[Saved entries]
^^^^^^^^^^^^^^^^
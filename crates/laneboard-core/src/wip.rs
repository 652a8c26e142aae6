#![forbid(unsafe_code)]

//! Work-in-progress evaluation.
//!
//! [`WipMonitor`] is a pure projection of a [`LaneModel`]: it counts cards per
//! lane and compares the count with the effective limit. It holds no state and
//! is recomputed whenever cards or lanes change.

use serde::Serialize;

use crate::model::{LaneId, LaneModel};

/// Load of a single lane.
#[derive(Debug, Clone, PartialEq, Eq, Serialize)]
pub struct LaneLoad {
    pub lane_id: LaneId,
    pub count: usize,
    pub limit: Option<u32>,
    pub over_limit: bool,
}

/// Per-lane loads in board order.
#[derive(Debug, Clone, Default, PartialEq, Eq, Serialize)]
pub struct WipReport {
    loads: Vec<LaneLoad>,
}

impl WipReport {
    #[must_use]
    pub fn loads(&self) -> &[LaneLoad] {
        &self.loads
    }

    #[must_use]
    pub fn lane(&self, id: &LaneId) -> Option<&LaneLoad> {
        self.loads.iter().find(|load| &load.lane_id == id)
    }

    /// Whether `id` holds more cards than its limit. Unknown lanes are never
    /// over limit.
    #[must_use]
    pub fn is_over_limit(&self, id: &LaneId) -> bool {
        self.lane(id).is_some_and(|load| load.over_limit)
    }

    pub fn over_limit_lanes(&self) -> impl Iterator<Item = &LaneId> {
        self.loads
            .iter()
            .filter(|load| load.over_limit)
            .map(|load| &load.lane_id)
    }
}

/// Derives [`WipReport`]s from lane models.
#[derive(Debug, Clone, Copy, Default)]
pub struct WipMonitor;

impl WipMonitor {
    #[must_use]
    pub fn evaluate(model: &LaneModel) -> WipReport {
        let loads = model
            .lanes()
            .iter()
            .map(|lane| {
                let count = model.count_in(&lane.id);
                let limit = model.wip_limit(&lane.id);
                LaneLoad {
                    lane_id: lane.id.clone(),
                    count,
                    limit,
                    over_limit: limit.is_some_and(|limit| count > limit as usize),
                }
            })
            .collect();
        WipReport { loads }
    }
}

#[cfg(test)]
mod tests {
    use std::collections::HashMap;

    use super::*;
    use crate::model::{Card, Lane};

    fn model(todo_cards: usize, limit: Option<u32>) -> LaneModel {
        let mut todo = Lane::new("todo", "Todo", 0);
        todo.wip_limit = limit;
        let lanes = vec![todo, Lane::new("done", "Done", 1)];
        let cards = (0..todo_cards)
            .map(|i| Card::new(format!("c{i}"), "card", "todo", i as f64))
            .collect();
        LaneModel::new(lanes, cards).unwrap()
    }

    #[test]
    fn at_limit_is_not_over() {
        let report = WipMonitor::evaluate(&model(2, Some(2)));
        assert!(!report.is_over_limit(&LaneId::new("todo")));
        assert_eq!(report.lane(&LaneId::new("todo")).unwrap().count, 2);
    }

    #[test]
    fn above_limit_is_over() {
        let report = WipMonitor::evaluate(&model(3, Some(2)));
        assert!(report.is_over_limit(&LaneId::new("todo")));
        let over: Vec<&LaneId> = report.over_limit_lanes().collect();
        assert_eq!(over, vec![&LaneId::new("todo")]);
    }

    #[test]
    fn unlimited_lane_is_never_over() {
        let report = WipMonitor::evaluate(&model(50, None));
        assert!(!report.is_over_limit(&LaneId::new("todo")));
        assert_eq!(report.lane(&LaneId::new("todo")).unwrap().limit, None);
    }

    #[test]
    fn external_limit_applies() {
        let mut limits = HashMap::new();
        limits.insert(LaneId::new("todo"), 1);
        let report = WipMonitor::evaluate(&model(2, None).with_wip_limits(limits));
        assert!(report.is_over_limit(&LaneId::new("todo")));
        assert!(!report.is_over_limit(&LaneId::new("missing")));
    }
}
^^^^^^^^^^^^^^^^
## EXERCISE GOAL
Every line above that includes the word "Serialize" must appear in the answer.

## EXERCISE OUTPUT
use serde::Serialize;
#[derive(Debug, Clone, PartialEq, Eq, Serialize)]
#[derive(Debug, Clone, Default, PartialEq, Eq, Serialize)]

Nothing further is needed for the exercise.